One of the biggest critics of failing electronics retailer Dick Smith has admonished investors for trusting in private equity to quickly buy and sell a quality business, but says vendor Anchorage Capital Partners will shrug off any hit to its reputation.
Forager Funds Management chief investment officer Steve Johnson said the quick turnaround of Dick Smith, which appointed receivers and voluntary administrators on Tuesday after it became overburdened with debt, should have sounded alarm bells for investors.
Woolworths fetched $94 million when it sold the chain to Anchorage in 2012. Anchorage itself only paid $20 million in cash, while Forager has claimed a cash balance that was transferred to Woolies meant the fund “only forked out $10 million”.
The private equity fund then sold Dick Smith in a $520 million initial public offer 15 months later.
“The big lesson here is that you can’t invest in a business just on the basis of one year’s numbers,” Mr Johnson told ABC radio on Wednesday. “You have to look over its history and you need to understand why the person is selling it is so keen to sell it to you.”

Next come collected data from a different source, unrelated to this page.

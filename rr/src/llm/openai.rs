//! OpenAI API client implementation
//!
//! Implements the LlmClient trait for OpenAI's Chat Completions API. Structured
//! output goes through `response_format` with a strict JSON schema.

use async_trait::async_trait;
use reqwest::Client;
use serde::Deserialize;
use std::time::Duration;
use tracing::debug;

use super::{CompletionRequest, CompletionResponse, LlmClient, LlmError, StopReason, TokenUsage};
use crate::config::LlmConfig;

/// OpenAI API client
pub struct OpenAIClient {
    config: LlmConfig,
    model: String,
    base_url: String,
    http: Client,
}

impl OpenAIClient {
    /// Create a new client from configuration
    ///
    /// The API key is not read here; see [`LlmConfig::get_api_key`].
    pub fn from_config(config: &LlmConfig) -> Result<Self, LlmError> {
        debug!(?config, "from_config: called");
        let mut builder = Client::builder();
        if let Some(timeout) = config.timeout() {
            debug!(?timeout, "from_config: request timeout set");
            builder = builder.timeout(timeout);
        }
        let http = builder.build().map_err(LlmError::Network)?;

        Ok(Self {
            config: config.clone(),
            model: config.model(),
            base_url: config.base_url(),
            http,
        })
    }

    fn is_reasoning_model(&self) -> bool {
        ["gpt-5", "o1", "o3"].iter().any(|prefix| self.model.starts_with(prefix))
    }

    /// Build the request body for the OpenAI API
    fn build_request_body(&self, request: &CompletionRequest) -> serde_json::Value {
        debug!(%self.model, %request.max_tokens, "build_request_body: called");

        let mut messages = Vec::new();
        if !request.system_prompt.is_empty() {
            messages.push(serde_json::json!({
                "role": "system",
                "content": request.system_prompt,
            }));
        }
        messages.extend(request.messages.iter().map(|msg| {
            serde_json::json!({
                "role": msg.role.as_str(),
                "content": msg.content,
            })
        }));

        let max_tokens = request.max_tokens.min(self.config.max_tokens);

        let mut body = serde_json::json!({
            "model": self.model,
            "messages": messages,
        });

        // GPT-5.x and o1/o3 models take max_completion_tokens and reject temperature
        if self.is_reasoning_model() {
            debug!(%self.model, "build_request_body: reasoning model, temperature omitted");
            body["max_completion_tokens"] = serde_json::json!(max_tokens);
        } else {
            body["max_tokens"] = serde_json::json!(max_tokens);
            body["temperature"] = serde_json::json!(request.temperature);
        }

        if let Some(schema) = &request.response_schema {
            debug!(schema = %schema.name, "build_request_body: structured output requested");
            body["response_format"] = schema.to_openai_response_format();
        }

        body
    }

    /// Parse the OpenAI API response
    fn parse_response(&self, api_response: OpenAIResponse, structured: bool) -> Result<CompletionResponse, LlmError> {
        debug!(?api_response.choices, "parse_response: called");
        let choice = api_response
            .choices
            .into_iter()
            .next()
            .ok_or_else(|| LlmError::InvalidResponse("response has no choices".to_string()))?;

        if let Some(refusal) = choice.message.refusal {
            debug!(%refusal, "parse_response: model refused");
            return Err(LlmError::InvalidResponse(format!("model refused: {}", refusal)));
        }

        let content = choice.message.content;
        let payload = if structured {
            content.as_deref().and_then(|text| serde_json::from_str(text).ok())
        } else {
            None
        };

        Ok(CompletionResponse {
            content,
            structured: payload,
            stop_reason: StopReason::from_openai(choice.finish_reason.as_deref()),
            usage: TokenUsage {
                input_tokens: api_response.usage.prompt_tokens,
                output_tokens: api_response.usage.completion_tokens,
            },
        })
    }
}

#[async_trait]
impl LlmClient for OpenAIClient {
    async fn complete(&self, request: CompletionRequest) -> Result<CompletionResponse, LlmError> {
        debug!(%self.model, %request.max_tokens, "complete: called");
        let api_key = self.config.get_api_key()?;
        let url = format!("{}/v1/chat/completions", self.base_url);
        let body = self.build_request_body(&request);

        let response = self
            .http
            .post(url)
            .header("Authorization", format!("Bearer {}", api_key))
            .header("content-type", "application/json")
            .json(&body)
            .send()
            .await?;

        let status = response.status().as_u16();

        if status == 429 {
            debug!("complete: rate limited (429)");
            let retry_after = response
                .headers()
                .get("retry-after")
                .and_then(|v| v.to_str().ok())
                .and_then(|s| s.parse::<u64>().ok())
                .unwrap_or(60);

            return Err(LlmError::RateLimited {
                retry_after: Duration::from_secs(retry_after),
            });
        }

        if !response.status().is_success() {
            debug!(%status, "complete: API error");
            let text = response.text().await.unwrap_or_default();
            return Err(LlmError::ApiError { status, message: text });
        }

        debug!("complete: success");
        let api_response: OpenAIResponse = response.json().await?;
        self.parse_response(api_response, request.response_schema.is_some())
    }

    fn provider(&self) -> &'static str {
        "openai"
    }
}

// OpenAI API response types

#[derive(Debug, Deserialize)]
struct OpenAIResponse {
    choices: Vec<OpenAIChoice>,
    #[serde(default)]
    usage: OpenAIUsage,
}

#[derive(Debug, Deserialize)]
struct OpenAIChoice {
    message: OpenAIMessage,
    finish_reason: Option<String>,
}

#[derive(Debug, Deserialize)]
struct OpenAIMessage {
    content: Option<String>,
    refusal: Option<String>,
}

#[derive(Debug, Default, Deserialize)]
struct OpenAIUsage {
    prompt_tokens: u64,
    completion_tokens: u64,
}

“I didn’t even look at the prospectus at the time of the float,” he said. “I just said I don’t want a piece of that particular situation because the incentives are all wrong and it just doesn’t smell right.”
Mr Johnson said that Anchorage’s reputation was “taking a battering” but said the firm would shrug it off because :investors have disappointingly short memories about these things.”

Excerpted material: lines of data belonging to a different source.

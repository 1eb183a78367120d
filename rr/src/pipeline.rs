//! One rescheduling run: compose, invoke, adapt
//!
//! Strictly sequential. Any failure ends the run and nothing is emitted.

use std::fs;
use std::path::PathBuf;

use tracing::{debug, info, warn};

use crate::adapter::ResponseAdapter;
use crate::composer::RequestComposer;
use crate::config::Config;
use crate::domain::{RescheduleInput, ReschedulingRequest};
use crate::error::RescheduleError;
use crate::scheduler::Scheduler;
use crate::time::Clock;

/// Drives a single run against any [`Scheduler`]
pub struct Rescheduler {
    composer: RequestComposer,
    adapter: ResponseAdapter,
    current_time_file: Option<PathBuf>,
}

impl Rescheduler {
    pub fn new(composer: RequestComposer, adapter: ResponseAdapter) -> Self {
        Self {
            composer,
            adapter,
            current_time_file: None,
        }
    }

    pub fn from_config(config: &Config) -> Self {
        debug!(strict = config.strict, "Rescheduler::from_config: called");
        Self::new(RequestComposer::from_config(config), ResponseAdapter::new(config.strict))
            .with_current_time_file(config.debug.current_time_file.clone())
    }

    /// Also write the current time of each run to `path`
    pub fn with_current_time_file(mut self, path: Option<PathBuf>) -> Self {
        self.current_time_file = path;
        self
    }

    /// Build the request without contacting the reasoning service
    pub fn compose(&self, input: &RescheduleInput, now: Clock) -> Result<ReschedulingRequest, RescheduleError> {
        debug!(%now, "Rescheduler::compose: called");
        self.record_current_time(now);
        self.composer.compose(input, now)
    }

    /// Compose, invoke `scheduler` once, and return the serialized schedule
    pub async fn run<S>(&self, scheduler: &S, input: &RescheduleInput, now: Clock) -> Result<String, RescheduleError>
    where
        S: Scheduler + ?Sized,
    {
        debug!(task_count = input.tasks.len(), %now, "Rescheduler::run: called");
        let request = self.compose(input, now)?;

        let result = scheduler.schedule(&request).await?;
        let output = self.adapter.adapt(&request, &result)?;
        info!(entries = result.len(), "Rescheduling run finished");
        Ok(output)
    }

    /// Best-effort diagnostic write; never affects the run
    fn record_current_time(&self, now: Clock) {
        let Some(path) = &self.current_time_file else {
            return;
        };
        match fs::write(path, now.to_string()) {
            Ok(()) => debug!(path = %path.display(), "record_current_time: written"),
            Err(e) => warn!(path = %path.display(), error = %e, "Failed to write current time file"),
        }
    }
}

“I don’t know that it will be terminal,” he said. “The sharemarket has a very short memory and I think the next deal that will come along, people are going to look at it.”
Mr Johnson said he did not trust the argument from private equity that it is not in its long-term interests to “burn too many people” with poor quality floats because that would limit their ability to continue selling other businesses.

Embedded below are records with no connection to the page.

//! Strict-mode checks on a returned schedule
//!
//! Only the hard rules that are active for the request are checked. Times are
//! compared as wall-clock minutes, the same way the prompt states them.

use std::collections::{HashMap, HashSet};

use chrono::{Duration, NaiveDateTime, Timelike};
use tracing::debug;

use crate::domain::{ReschedulingRequest, ReschedulingResult, Task};
use crate::error::{ValidationError, Violation};
use crate::rules::RuleKind;
use crate::time::parse_iso8601;

/// A placed task with a parsed start
struct Placement<'a> {
    task: &'a Task,
    start: NaiveDateTime,
}

impl Placement<'_> {
    fn length(&self) -> i64 {
        self.task.length.max(0)
    }

    /// None when the length runs past the representable calendar
    fn end(&self) -> Option<NaiveDateTime> {
        Duration::try_minutes(self.length()).and_then(|d| self.start.checked_add_signed(d))
    }

    fn start_minute(&self) -> i64 {
        i64::from(self.start.hour() * 60 + self.start.minute())
    }
}

/// Check `result` against `request`, returning every violation found
pub fn check_schedule(request: &ReschedulingRequest, result: &ReschedulingResult) -> Vec<Violation> {
    debug!(tasks = request.tasks.len(), entries = result.len(), "check_schedule: called");
    let mut violations = Vec::new();

    let tasks: HashMap<i64, &Task> = request.tasks.iter().rev().map(|t| (t.id, t)).collect();
    let mut seen = HashSet::new();
    let mut reported_duplicates = HashSet::new();
    let mut placements = Vec::new();

    for entry in result.iter() {
        let Some(task) = tasks.get(&entry.id) else {
            violations.push(Violation::UnknownTask(entry.id));
            continue;
        };
        if !seen.insert(entry.id) {
            if reported_duplicates.insert(entry.id) {
                violations.push(Violation::DuplicateTask(entry.id));
            }
            continue;
        }
        match parse_iso8601(&entry.timestamp) {
            Ok(start) => placements.push(Placement { task, start }),
            Err(_) => violations.push(Violation::BadTimestamp {
                id: entry.id,
                timestamp: entry.timestamp.clone(),
            }),
        }
    }

    let mut missing = HashSet::new();
    for task in &request.tasks {
        if !seen.contains(&task.id) && missing.insert(task.id) {
            violations.push(Violation::MissingTask(task.id));
        }
    }

    for placement in &placements {
        let length = placement.length();
        if !request.window.contains_span(placement.start_minute(), length) {
            violations.push(Violation::OutsideWindow {
                id: placement.task.id,
                window: request.window.to_string(),
            });
        }

        if request.rules.contains(RuleKind::AvoidBlocked) {
            for range in request.blocked.iter().filter(|r| !r.is_empty()) {
                if range.intersects_span(placement.start_minute(), length) {
                    violations.push(Violation::InBlockedRange {
                        id: placement.task.id,
                        range: range.to_string(),
                    });
                }
            }
        }

        if request.rules.contains(RuleKind::KeepLocked)
            && placement.task.is_locked == Some(true)
            && parse_iso8601(&placement.task.timestamp).ok() != Some(placement.start)
        {
            violations.push(Violation::MovedLockedTask(placement.task.id));
        }
    }

    if request.rules.contains(RuleKind::NoOverlap) {
        violations.extend(find_overlaps(&mut placements));
    }

    debug!(violations = violations.len(), "check_schedule: done");
    violations
}

/// Reject the schedule when any check fails
pub fn validate_schedule(request: &ReschedulingRequest, result: &ReschedulingResult) -> Result<(), ValidationError> {
    let violations = check_schedule(request, result);
    if violations.is_empty() {
        Ok(())
    } else {
        Err(ValidationError(violations))
    }
}

/// Sweep placements by start time, pairing each with the latest-ending earlier one
///
/// Placements without a representable end are already outside the window and
/// are left out of the sweep.
fn find_overlaps(placements: &mut [Placement<'_>]) -> Vec<Violation> {
    placements.sort_by_key(|p| (p.start, p.task.id));
    let mut overlaps = Vec::new();
    let mut latest: Option<(i64, NaiveDateTime)> = None;

    for placement in placements.iter() {
        let Some(end) = placement.end() else {
            debug!(id = placement.task.id, "find_overlaps: end out of range, skipped");
            continue;
        };
        match latest {
            Some((prev_id, prev_end)) => {
                if placement.start < prev_end {
                    overlaps.push(Violation::Overlap {
                        first: prev_id,
                        second: placement.task.id,
                    });
                }
                if end > prev_end {
                    latest = Some((placement.task.id, end));
                }
            }
            None => latest = Some((placement.task.id, end)),
        }
    }

    overlaps
}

“Whilst I think there’s some truth to that, try and tell that to some 29-year-old kid who has got the ability or the potential to turn $20 million into $520 million and probably set themselves up for the rest of their life. I don’t think they’re going to be particularly concerned about the company’s reputation.”
Anchorage declined to comment.
Dick Smith’s 393 stores, which employ 3300 people, will operate as normal during an attempt to restructure the business and sell it as a going concern.
The chain owes its banks roughly $150 million, while creditors will attend their first meeting on January 14 in an attempt to recoup money owed to them.
Mr Johnson said the strategy under both previous owners, Woolworths and Anchorage, to beef up floor space and compete head on with electronics rivals Harvey Norman and JB HiFi was a “losing” one.
Dick Smith had sales of $1.3 billion last year. Mr Johnson suggested that a smaller electronics retailer with about $300 million in revenue that sold a narrower range of products might be able to survive.
“I don’t think you’re going to see Dick Smith in its current format again,” he said.